How Japanese baseball video game inspired EA Sports’ NHL series
By Greg Wyshynski
With the release of NHL 12, EA Sports continued its tradition of producing hockey video games with incredible detail and immersive entertainment — have you seen how pretty the Winter Classic mode looks?
Who knew the hockey's most
realistic video game series owed a debt to a Japanese baseball game with
teams like the Ghastly Monsters and the Ninja BlackSox?
Which sounds a little like the experience EA Sports' NHL games have offered fans through their GM and dynasty modes.
NHL 12 producer David Littman said there's a reason for that.
"Our GM mode is based on Baseball Stars,"
said Littman, in Sweden this week to promote NHL 12. Outside of the NHL
series for EA Sports, he said "that's my favorite sports game of
all-time."
Baseball Stars was one of
the first sports video games to have enough built-in memory so that
users could create their own teams and players, while upgrading both
during the season. The game also tracked stats during its seasons.
Using now-antiquated input
prompts, you could name your team, name your players and then fiddle
with your lineup. You picked your team logo and colors, too.
But the GM mode went beyond that.
The players would have the usual strengths and weaknesses in batting,
running, fielding and prestige. With each victory in season mode, a GM
earned prize money. That money could then be applied to powering up each
player's attributes, or to purchase new players with greater potential.
"I actually designed one of the
original GM [modes], designing the NHL fantasy mode back in 2004, the
first one that was in there. Baseball Stars was one of the inspirations," Littman said. "What I always wanted was a sports RPG [role playing game], and Baseball Stars was the first real sports RPG."
This was the secret of success for both Baseball Stars and the modern EA Sports NHL series: It wasn't about just about winning a championship but building
a champion. The games satisfied the joystick jock at the same time they
captivated the armchair GM. These were the first games in which you
could not only play as a superstar, you could create and nurture a
player until he became a superstar.
EA Sports announced that it was giving users the option to create female players for the first time in its NHL games — yet another echo of Baseball Stars, which
had female players you could unlock by answering a question in
create-a-team mode ("What is a wren?" … oh, Japanese designers). They
pitched softball-style, and wore skirts instead of pants at the plate.

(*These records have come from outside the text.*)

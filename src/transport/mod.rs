//! 传输层：带固定 JSON 头和超长超时的 TTS 后端 HTTP 请求封装。
//!
//! HTTP transport for the TTS backend.

mod http;

pub use http::{HttpTransport, JsonTransport, TransportError};
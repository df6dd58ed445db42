//! Plugin registry.

use super::base::{AgentCtx, Plugin};
use crate::types::tool::{ToolCall, ToolDefinition, ToolResult};
use crate::{Error, ErrorContext, Result};
use std::collections::HashMap;
use std::sync::{Arc, RwLock};
use tracing::{info, warn};

pub struct PluginRegistry {
    plugins: RwLock<HashMap<String, Arc<dyn Plugin>>>,
}

impl PluginRegistry {
    pub fn new() -> Self {
        Self {
            plugins: RwLock::new(HashMap::new()),
        }
    }

    /// Register under the plugin's module name, replacing any previous entry.
    pub fn register(&self, plugin: Arc<dyn Plugin>) -> Option<Arc<dyn Plugin>> {
        let name = plugin.name().to_string();
        info!("registering plugin {}", name);
        self.write().insert(name, plugin)
    }

    /// Remove a plugin and run its cleanup hook.
    pub async fn unregister(&self, name: &str) -> Result<Option<Arc<dyn Plugin>>> {
        let plugin = self.write().remove(name);
        if let Some(ref p) = plugin {
            p.cleanup().await?;
        }
        Ok(plugin)
    }

    pub fn get(&self, name: &str) -> Option<Arc<dyn Plugin>> {
        self.read().get(name).cloned()
    }

    pub fn has(&self, name: &str) -> bool {
        self.read().contains_key(name)
    }

    pub fn list(&self) -> Vec<Arc<dyn Plugin>> {
        self.read().values().cloned().collect()
    }

    pub fn count(&self) -> usize {
        self.read().len()
    }

    /// Dispatch a sandbox method call to the named plugin.
    pub async fn call(
        &self,
        ctx: &AgentCtx,
        plugin: &str,
        method: &str,
        args: serde_json::Value,
    ) -> Result<serde_json::Value> {
        let target = self.get(plugin).ok_or_else(|| {
            Error::validation_with_context(
                format!("Unknown plugin: {}", plugin),
                ErrorContext::new().with_source("plugin_registry"),
            )
        })?;
        target.call(ctx, method, args).await
    }

    /// Run an agent tool call; errors become `is_error` results the agent can read.
    pub async fn call_tool(&self, ctx: &AgentCtx, plugin: &str, call: &ToolCall) -> ToolResult {
        match self.call(ctx, plugin, &call.name, call.arguments.clone()).await {
            Ok(content) => ToolResult::success(&call.id, content),
            Err(e) => ToolResult::error(&call.id, e.to_string()),
        }
    }

    /// Function-calling definitions of every method of every registered plugin.
    pub fn tool_definitions(&self) -> Vec<ToolDefinition> {
        self.list()
            .iter()
            .flat_map(|p| p.methods())
            .map(|m| m.to_tool_definition())
            .collect()
    }

    /// Unregister everything, running every cleanup hook even if some fail.
    pub async fn clear(&self) {
        let plugins: HashMap<_, _> = std::mem::take(&mut *self.write());
        let results =
            futures::future::join_all(plugins.values().map(|p| async move { (p.name(), p.cleanup().await) }))
                .await;
        for (name, result) in results {
            if let Err(e) = result {
                warn!("cleanup of plugin {} failed: {}", name, e);
            }
        }
    }

    fn read(&self) -> std::sync::RwLockReadGuard<'_, HashMap<String, Arc<dyn Plugin>>> {
        self.plugins.read().unwrap_or_else(|e| e.into_inner())
    }

    fn write(&self) -> std::sync::RwLockWriteGuard<'_, HashMap<String, Arc<dyn Plugin>>> {
        self.plugins.write().unwrap_or_else(|e| e.into_inner())
    }
}

impl Default for PluginRegistry {
    fn default() -> Self {
        Self::new()
    }
}

static GLOBAL_REGISTRY: once_cell::sync::Lazy<PluginRegistry> =
    once_cell::sync::Lazy::new(PluginRegistry::new);

/// Process-wide registry.
pub fn get_plugin_registry() -> &'static PluginRegistry {
    &GLOBAL_REGISTRY
}
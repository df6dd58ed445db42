//! 插件配置：TTS 服务地址、可选令牌、超时，以及 OneBot 消息后端设置。
//!
//! Plugin configuration.
//!
//! Values come from (in increasing priority) built-in defaults, a YAML file, and
//! `ANIME_TTS_*` environment variables.

use crate::{Error, ErrorContext, Result};
use serde::{Deserialize, Serialize};
use std::env;
use std::path::Path;

pub const DEFAULT_TTS_API_URL: &str = "https://gsv2p.acgnai.top";
pub const DEFAULT_TTS_TIMEOUT_SECS: u64 = 12000;
pub const DEFAULT_ONEBOT_API_URL: &str = "http://127.0.0.1:5700";
pub const DEFAULT_ONEBOT_TIMEOUT_SECS: u64 = 30;

/// TTS backend settings.
///
/// Register at <https://gsv.acgnai.top> for access to the default service.
#[derive(Debug, Clone, PartialEq, Eq, Serialize, Deserialize)]
#[serde(default)]
pub struct TtsConfig {
    /// Base URL of the TTS service.
    pub api_url: String,
    /// Bearer token. The public service currently needs none.
    #[serde(skip_serializing_if = "Option::is_none")]
    pub api_token: Option<String>,
    pub timeout_secs: u64,
}

impl Default for TtsConfig {
    fn default() -> Self {
        Self {
            api_url: DEFAULT_TTS_API_URL.to_string(),
            api_token: None,
            timeout_secs: DEFAULT_TTS_TIMEOUT_SECS,
        }
    }
}

impl TtsConfig {
    pub fn with_api_url(mut self, url: impl Into<String>) -> Self {
        self.api_url = url.into();
        self
    }

    pub fn with_api_token(mut self, token: impl Into<String>) -> Self {
        self.api_token = Some(token.into());
        self
    }

    pub fn with_timeout_secs(mut self, secs: u64) -> Self {
        self.timeout_secs = secs;
        self
    }
}

/// OneBot v11 HTTP API settings for voice delivery.
#[derive(Debug, Clone, PartialEq, Eq, Serialize, Deserialize)]
#[serde(default)]
pub struct OneBotConfig {
    pub api_url: String,
    #[serde(skip_serializing_if = "Option::is_none")]
    pub access_token: Option<String>,
    pub timeout_secs: u64,
}

impl Default for OneBotConfig {
    fn default() -> Self {
        Self {
            api_url: DEFAULT_ONEBOT_API_URL.to_string(),
            access_token: None,
            timeout_secs: DEFAULT_ONEBOT_TIMEOUT_SECS,
        }
    }
}

#[derive(Debug, Clone, Default, PartialEq, Eq, Serialize, Deserialize)]
#[serde(default)]
pub struct PluginConfig {
    pub tts: TtsConfig,
    pub onebot: OneBotConfig,
}

impl PluginConfig {
    pub fn from_yaml_str(s: &str) -> Result<Self> {
        Ok(serde_yaml::from_str(s)?)
    }

    pub fn from_file(path: impl AsRef<Path>) -> Result<Self> {
        let path = path.as_ref();
        let content = std::fs::read_to_string(path).map_err(|e| {
            Error::configuration_with_context(
                format!("Failed to read config file: {}", e),
                ErrorContext::new()
                    .with_details(path.display().to_string())
                    .with_source("config"),
            )
        })?;
        Self::from_yaml_str(&content)
    }

    /// Defaults overridden by environment variables.
    pub fn from_env() -> Self {
        Self::default().apply_env()
    }

    /// Override fields with any `ANIME_TTS_*` variables that are set.
    ///
    /// Unparsable timeouts are ignored.
    pub fn apply_env(self) -> Self {
        self.apply_overrides(|key| env::var(key).ok())
    }

    fn apply_overrides(mut self, lookup: impl Fn(&str) -> Option<String>) -> Self {
        if let Some(url) = lookup("ANIME_TTS_API_URL") {
            self.tts.api_url = url;
        }
        if let Some(token) = lookup("ANIME_TTS_API_TOKEN") {
            self.tts.api_token = Some(token);
        }
        if let Some(secs) = lookup("ANIME_TTS_TIMEOUT_SECS").and_then(|s| s.parse::<u64>().ok()) {
            self.tts.timeout_secs = secs;
        }
        if let Some(url) = lookup("ANIME_TTS_ONEBOT_URL") {
            self.onebot.api_url = url;
        }
        if let Some(token) = lookup("ANIME_TTS_ONEBOT_TOKEN") {
            self.onebot.access_token = Some(token);
        }
        if let Some(secs) = lookup("ANIME_TTS_ONEBOT_TIMEOUT_SECS").and_then(|s| s.parse::<u64>().ok())
        {
            self.onebot.timeout_secs = secs;
        }
        self
    }
}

There was also an all-female team the computer would use in games.
So the greatest hockey series in
the history of gaming was inspired by one of the most beloved, if a
little obscure, baseball titles in the history of gaming.
According to Littman, the inspiration will continue."We're going to go even further in the future [with GM mode]," he said.
Hey, as long as we get a chance to create the Ninja BlackSox in NHL 13.
"You could do that right now," said Littman, "and put women all over the team."